Tatjana Steinbrenner will sich davon nicht unterkriegen lassen. Nachdem sie im Dezember ihr familiengeführtes Kaufhaus in Bensheim coronabedingt zusperren musste, begann sie, Ideen zu entwickeln, um trotzdem Waren zu verkaufen - und vor allem die Verbindung mit den Kunden zu halten. Gerade jetzt in der Krise sei das besonders wichtig, sagte Steinbrenner der Deutschen Presse-Agentur. Mit einem Freund entwickelte sie ein Teleshopping, das via Youtube und Facebook abgerufen werden kann und schon zum Start rund 400 Zuschauer hatte, wie Steinbrenner sagt. Auch wenn die Umsätze zunächst überschaubar blieben - "wir zeigen, wir sind am Leben, und man redet über uns."
Bei den folgenden Events hätten schon teils deutlich über 1000 Zuschauer die Livestreams verfolgt, das gab der Unternehmerin Auftrieb, und sie ging mit einem Koch-Teleshopping-Event online, bei dem sie auch Produkte ortsansässiger Händler aus der Bensheimer Fußgängerzone anbot. Im Online-Geschäft sei die Unternehmerin ohnehin schon länger aktiv.

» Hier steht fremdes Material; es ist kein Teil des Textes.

//! Commit Discovery: resolve the requested range and list its commits.
//!
//! When no lower boundary is given the range is derived from release tags
//! (newest tag by version order, see [`resolve_range`]). Any failure here is
//! a [`ReleaseNotesError::RepositoryAccess`] and ends the run.

use std::cmp::Ordering;

use pipeline::{
    CommitRange, CommitSha, GitRef, RangeResolution, ReleaseNotesError, StateUpdate, TagRef,
    VcsError, VersionControl,
};
use tracing::{debug, info};

/// Caller-supplied range boundaries for one run.
#[derive(Debug, Clone, PartialEq, Eq)]
pub struct RunRequest {
    pub since: Option<GitRef>,
    pub until: GitRef,
    /// Overrides the version label derived from tags.
    pub release_version: Option<String>,
}

impl RunRequest {
    pub fn head() -> Self {
        Self {
            since: None,
            until: GitRef::head(),
            release_version: None,
        }
    }
}

#[derive(Debug, Clone)]
pub struct DiscoveryOutput {
    pub range: RangeResolution,
    /// Discovered hashes, oldest first.
    pub discovered: Vec<CommitSha>,
    pub update: StateUpdate,
}

fn access_error(target: impl Into<String>) -> impl FnOnce(VcsError) -> ReleaseNotesError {
    let target = target.into();
    move |source| ReleaseNotesError::RepositoryAccess { target, source }
}

/// Runs discovery against `vcs`.
#[tracing::instrument(skip(vcs), fields(stage = "discovery"))]
pub async fn discover(
    vcs: &dyn VersionControl,
    request: &RunRequest,
) -> Result<DiscoveryOutput, ReleaseNotesError> {
    let range = resolve_range(vcs, request).await?;
    let commit_range = CommitRange::new(range.since.clone(), range.until.clone());
    let commits = vcs
        .list_commits(&commit_range)
        .await
        .map_err(access_error(commit_range.rev_spec()))?;

    info!(
        range = %commit_range,
        commits = commits.len(),
        description = %range.description,
        "commits discovered"
    );

    Ok(DiscoveryOutput {
        discovered: commits.iter().map(|c| c.sha.clone()).collect(),
        range,
        update: StateUpdate {
            commits,
            ..StateUpdate::default()
        },
    })
}

/// Resolves both boundaries, detecting the lower one from tags if absent.
pub async fn resolve_range(
    vcs: &dyn VersionControl,
    request: &RunRequest,
) -> Result<RangeResolution, ReleaseNotesError> {
    let project = vcs.project_name();
    let until_sha = vcs
        .resolve(&request.until)
        .await
        .map_err(access_error(format!("{project}@{}", request.until)))?;

    let mut tags = vcs.list_tags().await.map_err(access_error(project.clone()))?;
    sort_tags_newest_first(&mut tags);
    let latest = tags.first();
    debug!(tags = tags.len(), latest = ?latest.map(|t| &t.name), "release tags");

    let (since, description) = match &request.since {
        Some(since) => {
            vcs.resolve(since)
                .await
                .map_err(access_error(format!("{project}@{since}")))?;
            (Some(since.clone()), format!("changes since {since}"))
        }
        None => match latest {
            None => (None, "initial release - all commits".to_string()),
            Some(newest) if newest.commit == until_sha => match tags
                .iter()
                .skip(1)
                .find(|t| t.commit != newest.commit)
            {
                Some(previous) => (
                    GitRef::new(previous.name.clone()),
                    format!("changes in last release ({}..{})", previous.name, newest.name),
                ),
                None => (None, format!("initial release up to {}", newest.name)),
            },
            Some(newest) => (
                GitRef::new(newest.name.clone()),
                format!("unreleased changes since {}", newest.name),
            ),
        },
    };

    let version_label = match &request.release_version {
        Some(label) if !label.trim().is_empty() => label.trim().to_string(),
        _ => match latest {
            Some(newest) if newest.commit == until_sha => newest.name.clone(),
            _ => "Unreleased".to_string(),
        },
    };

    Ok(RangeResolution {
        since,
        until: request.until.clone(),
        description,
        version_label,
        latest_tag: latest.map(|t| t.name.clone()),
    })
}

// ---------------------------------------------------------------------------
// Tag ordering
// ---------------------------------------------------------------------------

/// Numeric version parts of a tag name (`v1.2` → `[1, 2, 0]`), or `None` for
/// tags that are not plain dotted versions.
pub fn version_key(tag: &str) -> Option<Vec<u64>> {
    let trimmed = tag.trim().trim_start_matches(['v', 'V']);
    let mut parts = trimmed
        .split('.')
        .map(|p| p.parse::<u64>().ok())
        .collect::<Option<Vec<_>>>()?;
    while parts.len() < 3 {
        parts.push(0);
    }
    Some(parts)
}

/// Newest version first; non-version tags last, ordered by name.
pub fn sort_tags_newest_first(tags: &mut [TagRef]) {
    tags.sort_by(|a, b| match (version_key(&a.name), version_key(&b.name)) {
        (Some(ka), Some(kb)) => kb.cmp(&ka).then_with(|| a.name.cmp(&b.name)),
        (Some(_), None) => Ordering::Less,
        (None, Some(_)) => Ordering::Greater,
        (None, None) => a.name.cmp(&b.name),
    });
}

#[cfg(test)]
mod tests {
    use pipeline::fakes::MemoryRepository;
    use pipeline::{CommitRecord, Timestamp};

    use super::*;

    fn commit(sha: &str) -> CommitRecord {
        CommitRecord {
            sha: CommitSha::new(sha).unwrap(),
            author: "dev".into(),
            timestamp: Timestamp::now(),
            message: format!("Change {sha}"),
            files_changed: vec![],
        }
    }

    fn sha(s: &str) -> CommitSha {
        CommitSha::new(s).unwrap()
    }

    fn repo() -> MemoryRepository {
        ["c1", "c2", "c3", "c4"]
            .into_iter()
            .fold(MemoryRepository::new("demo"), |r, s| r.with_commit(commit(s)))
    }

    #[test]
    fn tags_sort_by_numeric_version_then_non_versions() {
        let mut tags: Vec<TagRef> = ["v1.9.0", "nightly", "v1.10.0", "1.2", "v2"]
            .into_iter()
            .map(|n| TagRef {
                name: n.into(),
                commit: sha("c1"),
            })
            .collect();
        sort_tags_newest_first(&mut tags);
        let names: Vec<_> = tags.iter().map(|t| t.name.as_str()).collect();
        assert_eq!(names, vec!["v2", "v1.10.0", "v1.9.0", "1.2", "nightly"]);
    }

    #[test]
    fn version_key_pads_and_rejects_suffixes() {
        assert_eq!(version_key("v1.2"), Some(vec![1, 2, 0]));
        assert_eq!(version_key("1.2.3.4"), Some(vec![1, 2, 3, 4]));
        assert_eq!(version_key("v1.0.0-rc1"), None);
    }

    #[tokio::test]
    async fn no_tags_means_all_history() {
        let range = resolve_range(&repo(), &RunRequest::head()).await.unwrap();
        assert_eq!(range.since, None);
        assert_eq!(range.version_label, "Unreleased");
        assert!(range.description.contains("initial release"));
    }

    #[tokio::test]
    async fn head_past_newest_tag_covers_unreleased_changes() {
        let repo = repo().with_tag("v1.0.0", &sha("c2"));
        let range = resolve_range(&repo, &RunRequest::head()).await.unwrap();
        assert_eq!(range.since, GitRef::new("v1.0.0"));
        assert_eq!(range.version_label, "Unreleased");
        assert_eq!(range.latest_tag.as_deref(), Some("v1.0.0"));
    }

    #[tokio::test]
    async fn head_on_newest_tag_covers_the_last_release() {
        let repo = repo()
            .with_tag("v1.0.0", &sha("c1"))
            .with_tag("v1.1.0", &sha("c4"));
        let range = resolve_range(&repo, &RunRequest::head()).await.unwrap();
        assert_eq!(range.since, GitRef::new("v1.0.0"));
        assert_eq!(range.version_label, "v1.1.0");
        assert!(range.description.contains("last release"));
    }

    #[tokio::test]
    async fn retagged_release_reaches_back_to_the_previous_commit() {
        let repo = repo()
            .with_tag("v1.0.0", &sha("c1"))
            .with_tag("1.1.0", &sha("c4"))
            .with_tag("v1.1.0", &sha("c4"));
        let output = discover(&repo, &RunRequest::head()).await.unwrap();
        assert_eq!(output.range.since, GitRef::new("v1.0.0"));
        assert_eq!(output.discovered.len(), 3);

        let only_aliases = self::repo()
            .with_tag("1.1.0", &sha("c4"))
            .with_tag("v1.1.0", &sha("c4"));
        let range = resolve_range(&only_aliases, &RunRequest::head()).await.unwrap();
        assert_eq!(range.since, None);
        assert!(range.description.contains("initial release"));
    }

    #[tokio::test]
    async fn explicit_release_version_wins() {
        let request = RunRequest {
            release_version: Some("2.0.0".into()),
            ..RunRequest::head()
        };
        let range = resolve_range(&repo().with_tag("v1.0.0", &sha("c4")), &request)
            .await
            .unwrap();
        assert_eq!(range.version_label, "2.0.0");
    }

    #[tokio::test]
    async fn discovery_lists_commits_oldest_first() {
        let repo = repo().with_tag("v1.0.0", &sha("c2"));
        let output = discover(&repo, &RunRequest::head()).await.unwrap();
        let shas: Vec<_> = output.discovered.iter().map(|s| s.as_str()).collect();
        assert_eq!(shas, vec!["c3", "c4"]);
        assert_eq!(output.update.commits.len(), 2);
    }

    #[tokio::test]
    async fn unknown_boundary_is_a_repository_access_error() {
        let request = RunRequest {
            since: GitRef::new("no-such-tag"),
            ..RunRequest::head()
        };
        let err = discover(&repo(), &request).await.unwrap_err();
        assert!(matches!(err, ReleaseNotesError::RepositoryAccess { .. }));
    }

    #[tokio::test]
    async fn missing_repository_fails_before_listing() {
        let repo = MemoryRepository::missing("/nowhere");
        let err = discover(&repo, &RunRequest::head()).await.unwrap_err();
        assert!(matches!(err, ReleaseNotesError::RepositoryAccess { .. }));
        assert_eq!(repo.list_calls(), 0);
    }
}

Erst vor einigen Wochen hatte die Aktion einer Modehändlerin vor dem hessischen Landtag für Aufsehen gesorgt. Sie stellte die Kleidung aus ihrem Wiesbadener Geschäft kurzerhand auf die Straße - verbunden mit der auf Zettel gedruckten Botschaft "Hier stirbt der Modehandel". "Die Aktion in Wiesbaden zeigt exemplarisch die aktuelle Lage des Textileinzelhandels", sagte Sven Rohde vom Handelsverband Hessen. Händler, die noch vor der Corona-Krise gesunde Unternehmen geführt hätten, seien jetzt auf Lohnersatzleistungen angewiesen.

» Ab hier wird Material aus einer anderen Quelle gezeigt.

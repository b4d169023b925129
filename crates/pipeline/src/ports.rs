//! Port traits for the two external collaborators.
//!
//! The pipeline never talks to Git or to a model backend directly. It sees
//! only [`VersionControl`] and [`LanguageModel`]; the `git` and `llm` crates
//! supply production implementations and [`crate::fakes`] supplies in-memory
//! ones for tests.

use std::time::Duration;

use async_trait::async_trait;
use serde::{Deserialize, Serialize};
use thiserror::Error;

use crate::{CommitRecord, CommitSha, GitRef, RetryPolicy};

// ---------------------------------------------------------------------------
// Version control
// ---------------------------------------------------------------------------

/// A commit range: everything reachable from `until` but not from `since`.
#[derive(Debug, Clone, PartialEq, Eq, Hash, Serialize, Deserialize)]
pub struct CommitRange {
    pub since: Option<GitRef>,
    pub until: GitRef,
}

impl CommitRange {
    pub fn new(since: Option<GitRef>, until: GitRef) -> Self {
        Self { since, until }
    }

    /// Git revision-range syntax (`since..until`, or just `until`).
    pub fn rev_spec(&self) -> String {
        match &self.since {
            Some(since) => format!("{since}..{}", self.until),
            None => self.until.to_string(),
        }
    }
}

impl std::fmt::Display for CommitRange {
    fn fmt(&self, f: &mut std::fmt::Formatter<'_>) -> std::fmt::Result {
        f.write_str(&self.rev_spec())
    }
}

/// A tag name and the commit it points at (annotated tags are peeled).
#[derive(Debug, Clone, PartialEq, Eq, Serialize, Deserialize)]
pub struct TagRef {
    pub name: String,
    pub commit: CommitSha,
}

/// Failure reported by a [`VersionControl`] implementation.
///
/// `NotFound` and `Access` are distinguishable so callers can tell a bad
/// boundary from an unusable repository.
#[derive(Debug, Clone, Error, PartialEq, Eq)]
pub enum VcsError {
    /// A path, reference or commit does not exist.
    #[error("not found: {reference}")]
    NotFound { reference: String },

    /// The repository exists but cannot be read (permissions, not a repository,
    /// no commits yet).
    #[error("repository access failed: {message}")]
    Access { message: String },

    /// The backend itself failed (tool missing, unparseable output).
    #[error("version-control command failed: {message}")]
    Command { message: String },
}

/// Read-only access to a repository's history.
#[async_trait]
pub trait VersionControl: Send + Sync {
    /// Lists the commits in `range`, oldest first.
    async fn list_commits(&self, range: &CommitRange) -> Result<Vec<CommitRecord>, VcsError>;

    /// Returns the unified diff introduced by `commit` (against its first
    /// parent, or the empty tree for a root commit).
    async fn diff(&self, commit: &CommitSha) -> Result<String, VcsError>;

    /// Lists all tags with the commits they point at.
    async fn list_tags(&self) -> Result<Vec<TagRef>, VcsError>;

    /// Resolves a revision expression to a commit.
    async fn resolve(&self, reference: &GitRef) -> Result<CommitSha, VcsError>;

    /// Human-readable project name derived from the repository location.
    fn project_name(&self) -> String;
}

// ---------------------------------------------------------------------------
// Language model
// ---------------------------------------------------------------------------

/// Which pipeline question a completion answers. Lets implementations (and
/// test doubles) route or meter requests per task.
#[derive(Debug, Clone, Copy, PartialEq, Eq, Hash, Serialize, Deserialize)]
#[serde(rename_all = "snake_case")]
pub enum CompletionTask {
    /// Model-assisted message quality assessment (planning).
    AssessMessage,
    /// Commit-group summarisation into a change entry (analysis).
    AnalyzeChange,
}

/// One structured-completion request.
#[derive(Debug, Clone, PartialEq, Serialize, Deserialize)]
pub struct CompletionRequest {
    pub task: CompletionTask,
    /// System-level instructions, including the required JSON shape.
    pub instructions: String,
    /// The user-level prompt.
    pub prompt: String,
    /// Structured context the prompt refers to.
    pub context: serde_json::Value,
}

/// A structured completion: the JSON object the model produced.
#[derive(Debug, Clone, PartialEq, Serialize, Deserialize)]
pub struct CompletionResponse {
    pub content: serde_json::Value,
}

/// Failure reported by a [`LanguageModel`] implementation.
#[derive(Debug, Clone, Error, PartialEq, Eq)]
pub enum ModelError {
    /// Rate limit, overload, timeout, or connection failure. Worth retrying.
    #[error("transient model failure: {message}")]
    Transient {
        message: String,
        retry_after: Option<Duration>,
    },

    /// Authentication failure or rejected request. Retrying cannot help.
    #[error("permanent model failure: {message}")]
    Permanent { message: String },

    /// The model answered, but not with the required structure.
    #[error("malformed model output: {message}")]
    MalformedOutput { message: String },
}

impl ModelError {
    pub fn retry_policy(&self) -> RetryPolicy {
        match self {
            Self::Transient { retry_after, .. } => RetryPolicy::Retryable {
                after: *retry_after,
            },
            Self::MalformedOutput { .. } => RetryPolicy::Retryable { after: None },
            Self::Permanent { .. } => RetryPolicy::NonRetryable,
        }
    }
}

/// Structured completion backend.
#[async_trait]
pub trait LanguageModel: Send + Sync {
    async fn complete(&self, request: CompletionRequest) -> Result<CompletionResponse, ModelError>;
}
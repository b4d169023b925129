//! Run-level deadline and cooperative cancellation.
//!
//! A [`CancellationHandle`] is held by whoever may stop a run (the CLI's
//! Ctrl-C handler, a test). [`RunControl`] is the cheap, cloneable view the
//! executor and every pool task consult between units of work.

use std::sync::Arc;
use std::time::Duration;

use pipeline::DiagnosticKind;
use tokio::sync::watch;
use tokio::time::Instant;

/// Why a run stopped before finishing every stage.
#[derive(Debug, Clone, Copy, PartialEq, Eq)]
pub enum Interruption {
    /// The run deadline elapsed.
    Timeout,
    /// The run was cancelled through a [`CancellationHandle`].
    Cancelled,
}

impl Interruption {
    /// The skip diagnostic recorded for every commit left unprocessed.
    pub fn diagnostic_kind(self) -> DiagnosticKind {
        match self {
            Self::Timeout => DiagnosticKind::IncompleteTimeout,
            Self::Cancelled => DiagnosticKind::IncompleteCancelled,
        }
    }

    pub fn describe(self) -> &'static str {
        match self {
            Self::Timeout => "run deadline elapsed before the commit was analysed",
            Self::Cancelled => "run was cancelled before the commit was analysed",
        }
    }
}

/// Requests cancellation of a run. Clones share the same signal.
#[derive(Debug, Clone)]
pub struct CancellationHandle {
    sender: Arc<watch::Sender<bool>>,
}

impl CancellationHandle {
    pub fn new() -> Self {
        let (sender, _receiver) = watch::channel(false);
        Self {
            sender: Arc::new(sender),
        }
    }

    /// Signals cancellation. Idempotent.
    pub fn cancel(&self) {
        self.sender.send_replace(true);
    }

    pub fn is_cancelled(&self) -> bool {
        *self.sender.borrow()
    }

    fn subscribe(&self) -> watch::Receiver<bool> {
        self.sender.subscribe()
    }
}

impl Default for CancellationHandle {
    fn default() -> Self {
        Self::new()
    }
}

/// Deadline plus cancellation signal for one run.
#[derive(Debug, Clone)]
pub struct RunControl {
    deadline: Instant,
    cancel: watch::Receiver<bool>,
}

impl RunControl {
    /// Starts the run clock now.
    pub fn start(timeout: Duration, handle: &CancellationHandle) -> Self {
        Self {
            deadline: Instant::now() + timeout,
            cancel: handle.subscribe(),
        }
    }

    /// Returns the reason the run must stop, if any. Cancellation wins over
    /// an elapsed deadline.
    pub fn interruption(&self) -> Option<Interruption> {
        if *self.cancel.borrow() {
            Some(Interruption::Cancelled)
        } else if Instant::now() >= self.deadline {
            Some(Interruption::Timeout)
        } else {
            None
        }
    }

    pub fn remaining(&self) -> Duration {
        self.deadline.saturating_duration_since(Instant::now())
    }

    /// Resolves once the run is cancelled or its deadline passes.
    pub async fn interrupted(&self) -> Interruption {
        if let Some(reason) = self.interruption() {
            return reason;
        }
        let mut cancel = self.cancel.clone();
        let cancelled = async move {
            // A dropped handle can no longer cancel; only the deadline remains.
            let signalled = cancel.wait_for(|cancelled| *cancelled).await.is_ok();
            if !signalled {
                std::future::pending::<()>().await;
            }
        };
        tokio::select! {
            () = cancelled => Interruption::Cancelled,
            () = tokio::time::sleep_until(self.deadline) => Interruption::Timeout,
        }
    }
}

Schwierig für den Modehandel sei vor allem, dass unbürokratische Abschreibungsmöglichkeiten auf Saisonware fehlten. Im vergangenen Jahr hätten die Unternehmen zwar einen Teil der Ware an die Hersteller zurückgeben können - doch falle die weitere Geschäftsplanung wegen immer neuer Regeln und Lockdown-Verlängerungen äußerst schwer. Die Orders für dieses Frühjahr seien längst getätigt, doch zeichne sich ab, dass auch das Ostergeschäft wegfalle - und das, obwohl Mode "verderbliche Ware" ist, wie Rohde sagte. "Man kann die Artikel dann nur noch unter großen Abschriften verkaufen." Rasch sei so die Liquidität aufgezehrt, um weiter in Vorleistung für die nächste Saison zu gehen. Große Probleme hätten beispielsweise auch der Spielzeughandel und die Sportartikelanbieter.

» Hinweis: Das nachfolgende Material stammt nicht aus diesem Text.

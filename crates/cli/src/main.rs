//! ReleaseScribe CLI entry point.
//!
//! This binary is the composition root for the entire system. Responsibilities:
//!
//! 1. **Parse configuration**: flags, the optional TOML file, and the
//!    credentials in the environment. Anything missing fails fast with exit 1.
//! 2. **Wire observability**: `tracing-subscriber` with a text or JSON layer and
//!    an OpenTelemetry OTLP exporter when `OTEL_EXPORTER_OTLP_ENDPOINT` is set.
//! 3. **Construct infrastructure**: `GitRepository` and `AnthropicProvider`,
//!    injected into `PipelineExecutor`.
//! 4. **Run once** and write the Markdown document into the output directory.
//!    Ctrl-C cancels the run; the partial document is still written.
//!
//! Exit codes: 0 when a document was written (even an incomplete one), 1 for
//! configuration or credential problems, 2 when the repository or range cannot
//! be resolved, 3 when the collected results cannot be rendered.

mod config;
mod telemetry;

use std::path::{Path, PathBuf};
use std::process::ExitCode;
use std::sync::Arc;

use anyhow::{bail, Context, Result};
use clap::{Parser, ValueEnum};
use git::GitRepository;
use llm::{AnthropicConfig, AnthropicProvider, DEFAULT_MODEL};
use nodes::{file_name, to_markdown, CancellationHandle, PipelineExecutor, RunRequest};
use pipeline::{GitRef, LanguageModel, ModelId, PlanningMode, ReleaseNotesError, VersionControl};
use tracing::{error, info, warn};

use crate::config::{load_config, Overrides};
use crate::telemetry::{init_tracing, OTLP_ENDPOINT_ENV};

const API_KEY_ENV: &str = "ANTHROPIC_API_KEY";

#[derive(Parser, Debug)]
#[command(name = "release-scribe")]
#[command(version = env!("CARGO_PKG_VERSION"))]
#[command(about = "Generate release notes from a Git commit range", long_about = None)]
struct Cli {
    /// Path to the Git repository
    #[arg(long)]
    repo_path: PathBuf,

    /// Directory the Markdown document is written to
    #[arg(long, default_value = ".")]
    output_dir: PathBuf,

    /// Model identifier passed to the backend
    #[arg(long, default_value = DEFAULT_MODEL)]
    model: String,

    /// Lower bound of the range (exclusive). Defaults to the previous tag.
    #[arg(long)]
    since: Option<String>,

    /// Upper bound of the range (inclusive)
    #[arg(long, default_value = "HEAD")]
    until: String,

    /// Version label for the document title. Defaults to the tag at `--until`.
    #[arg(long)]
    release_version: Option<String>,

    /// Maximum concurrent diff fetches and model calls
    #[arg(long)]
    concurrency: Option<usize>,

    /// Run deadline in seconds; an expired run renders an incomplete document
    #[arg(long)]
    timeout_secs: Option<u64>,

    /// How commit-message quality is judged
    #[arg(long, value_enum)]
    planning: Option<PlanningArg>,

    /// TOML file with run settings
    #[arg(long)]
    config: Option<PathBuf>,

    /// Override the model API base URL
    #[arg(long, env = "ANTHROPIC_BASE_URL")]
    base_url: Option<String>,

    /// Enable debug logging
    #[arg(short, long)]
    verbose: bool,

    /// Emit JSON-formatted log lines
    #[arg(long)]
    json: bool,
}

#[derive(Debug, Clone, Copy, PartialEq, Eq, ValueEnum)]
enum PlanningArg {
    Heuristic,
    ModelAssisted,
}

impl From<PlanningArg> for PlanningMode {
    fn from(arg: PlanningArg) -> Self {
        match arg {
            PlanningArg::Heuristic => PlanningMode::Heuristic,
            PlanningArg::ModelAssisted => PlanningMode::ModelAssisted,
        }
    }
}

impl Cli {
    fn overrides(&self) -> Overrides {
        Overrides {
            concurrency: self.concurrency,
            timeout_secs: self.timeout_secs,
            planning: self.planning.map(PlanningMode::from),
        }
    }

    fn request(&self) -> Result<RunRequest> {
        let Some(until) = GitRef::new(self.until.as_str()) else {
            bail!("--until must not be empty");
        };
        let since = match self.since.as_deref() {
            Some(raw) => match GitRef::new(raw) {
                Some(since) => Some(since),
                None => bail!("--since must not be empty"),
            },
            None => None,
        };
        Ok(RunRequest {
            since,
            until,
            release_version: self
                .release_version
                .as_deref()
                .map(str::trim)
                .filter(|v| !v.is_empty())
                .map(str::to_string),
        })
    }
}

#[tokio::main]
async fn main() -> ExitCode {
    let cli = Cli::parse();

    let otlp_endpoint = std::env::var(OTLP_ENDPOINT_ENV)
        .ok()
        .filter(|v| !v.trim().is_empty());
    let telemetry = match init_tracing(cli.verbose, cli.json, otlp_endpoint.as_deref()) {
        Ok(guard) => guard,
        Err(e) => {
            eprintln!("Error: {e:#}");
            return ExitCode::from(1);
        }
    };

    let code = match run(&cli).await {
        Ok(path) => {
            println!("{}", path.display());
            ExitCode::SUCCESS
        }
        Err(e) => match e.downcast_ref::<ReleaseNotesError>() {
            Some(fatal) => {
                error!(error = %fatal, exit_code = fatal.exit_code(), "run failed");
                if let ReleaseNotesError::Render {
                    diagnostics_dump, ..
                } = fatal
                {
                    eprintln!("{diagnostics_dump}");
                }
                eprintln!("Error: {fatal}");
                ExitCode::from(fatal.exit_code())
            }
            None => {
                eprintln!("Error: {e:#}");
                ExitCode::from(1)
            }
        },
    };

    telemetry.shutdown();
    code
}

/// Builds the executor, runs it, and writes the document. Returns its path.
async fn run(cli: &Cli) -> Result<PathBuf> {
    let api_key = std::env::var(API_KEY_ENV)
        .ok()
        .filter(|k| !k.trim().is_empty())
        .with_context(|| format!("{API_KEY_ENV} is not set"))?;
    let config = load_config(cli.config.as_deref(), &cli.overrides())?;
    let request = cli.request()?;
    let Some(model_id) = ModelId::new(cli.model.as_str()) else {
        bail!("--model must not be empty");
    };

    let mut model_config = AnthropicConfig::new(api_key, model_id.as_str());
    if let Some(base_url) = &cli.base_url {
        model_config = model_config.with_base_url(base_url.as_str());
    }
    let model: Arc<dyn LanguageModel> =
        Arc::new(AnthropicProvider::new(model_config).context("failed to set up the model client")?);
    let vcs: Arc<dyn VersionControl> = Arc::new(GitRepository::open(&cli.repo_path));

    info!(
        repo = %cli.repo_path.display(),
        model = %model_id,
        planning = ?config.planning,
        "starting release notes run"
    );

    let cancel = CancellationHandle::new();
    let on_signal = cancel.clone();
    tokio::spawn(async move {
        if tokio::signal::ctrl_c().await.is_ok() {
            warn!("interrupt received, finishing with partial results");
            on_signal.cancel();
        }
    });

    let executor = PipelineExecutor::new(vcs, model, config);
    let report = executor.run(request, &cancel).await?;

    let path = write_document(&cli.output_dir, &report.document)?;
    info!(
        run_id = %report.run_id,
        path = %path.display(),
        entries = report.document.total_changes,
        degraded = report.document.degraded_entries,
        incomplete = report.document.incomplete,
        "release notes written"
    );
    Ok(path)
}

fn write_document(output_dir: &Path, document: &pipeline::ReleaseNotesDocument) -> Result<PathBuf> {
    std::fs::create_dir_all(output_dir)
        .with_context(|| format!("failed to create output directory {}", output_dir.display()))?;
    let path = output_dir.join(file_name(document));
    std::fs::write(&path, to_markdown(document))
        .with_context(|| format!("failed to write {}", path.display()))?;
    Ok(path)
}

#[cfg(test)]
mod tests {
    use super::*;
    use clap::CommandFactory;

    #[test]
    fn command_definition_is_consistent() {
        Cli::command().debug_assert();
    }

    #[test]
    fn repo_path_is_required() {
        assert!(Cli::try_parse_from(["release-scribe"]).is_err());
    }

    #[test]
    fn defaults_apply() {
        let cli = Cli::try_parse_from(["release-scribe", "--repo-path", "/src/demo"]).unwrap();
        assert_eq!(cli.output_dir, PathBuf::from("."));
        assert_eq!(cli.model, DEFAULT_MODEL);
        assert_eq!(cli.until, "HEAD");
        assert!(!cli.verbose);

        let request = cli.request().unwrap();
        assert_eq!(request.since, None);
        assert_eq!(request.until, GitRef::head());
        assert_eq!(request.release_version, None);
    }

    #[test]
    fn range_and_overrides_are_parsed() {
        let cli = Cli::try_parse_from([
            "release-scribe",
            "--repo-path",
            "/src/demo",
            "--since",
            "v1.0.0",
            "--until",
            "v1.1.0",
            "--release-version",
            " 1.1.0 ",
            "--concurrency",
            "2",
            "--timeout-secs",
            "30",
            "--planning",
            "model-assisted",
            "-v",
        ])
        .unwrap();

        let request = cli.request().unwrap();
        assert_eq!(request.since, GitRef::new("v1.0.0"));
        assert_eq!(request.until, GitRef::new("v1.1.0").unwrap());
        assert_eq!(request.release_version.as_deref(), Some("1.1.0"));

        let overrides = cli.overrides();
        assert_eq!(overrides.concurrency, Some(2));
        assert_eq!(overrides.timeout_secs, Some(30));
        assert_eq!(overrides.planning, Some(PlanningMode::ModelAssisted));
        assert!(cli.verbose);
    }

    #[test]
    fn blank_range_bounds_are_rejected() {
        for (flag, value) in [("--since", " "), ("--until", "  ")] {
            let cli = Cli::try_parse_from(["release-scribe", "--repo-path", ".", flag, value]).unwrap();
            let err = cli.request().unwrap_err();
            assert!(err.to_string().contains(flag), "{flag}={value:?}: {err}");
        }
    }

    #[test]
    fn unknown_planning_mode_is_rejected() {
        assert!(Cli::try_parse_from([
            "release-scribe",
            "--repo-path",
            ".",
            "--planning",
            "psychic"
        ])
        .is_err());
    }

    #[test]
    fn document_lands_in_the_output_directory() {
        use pipeline::{PipelineState, Timestamp};

        let dir = tempfile::tempdir().unwrap();
        let out = dir.path().join("notes");
        let generated_at = Timestamp::parse_rfc3339("2024-04-01T09:00:00Z").unwrap();
        let document = nodes::render::render(&PipelineState::new(), "Demo", generated_at).unwrap();

        let path = write_document(&out, &document).unwrap();

        assert_eq!(path.parent(), Some(out.as_path()));
        let written = std::fs::read_to_string(&path).unwrap();
        assert!(written.starts_with("# Demo Release Notes"));
        assert!(written.contains("Generated on: 2024-04-01"));
    }
}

Rohde findet zwar grundsätzlich richtig, dass immer mehr Unternehmen ins Online-Geschäft einsteigen und ihre Waren über Social-Media-Kanäle oder Plattformen anbieten - ein "Heilsbringer" sei das angesichts hoher Retourenquoten und Versandkosten aber auch nicht. Die Umsatzausfälle ließen sich damit jedenfalls nicht annähernd auffangen. Um dem Handel etwas auf die Sprünge zu helfen, sollte es aus Rohdes Sicht auch in Hessen erlaubt werden, dass Kunden über persönliche Termine Geschäfte betreten und ihre Einkäufe vor Ort tätigen. Besonders für Produkte wie Kinderschuhe oder Brautmoden, bei denen es auf die genaue Passform ankomme, sei das aus Sicht Rohdes sinnvoll.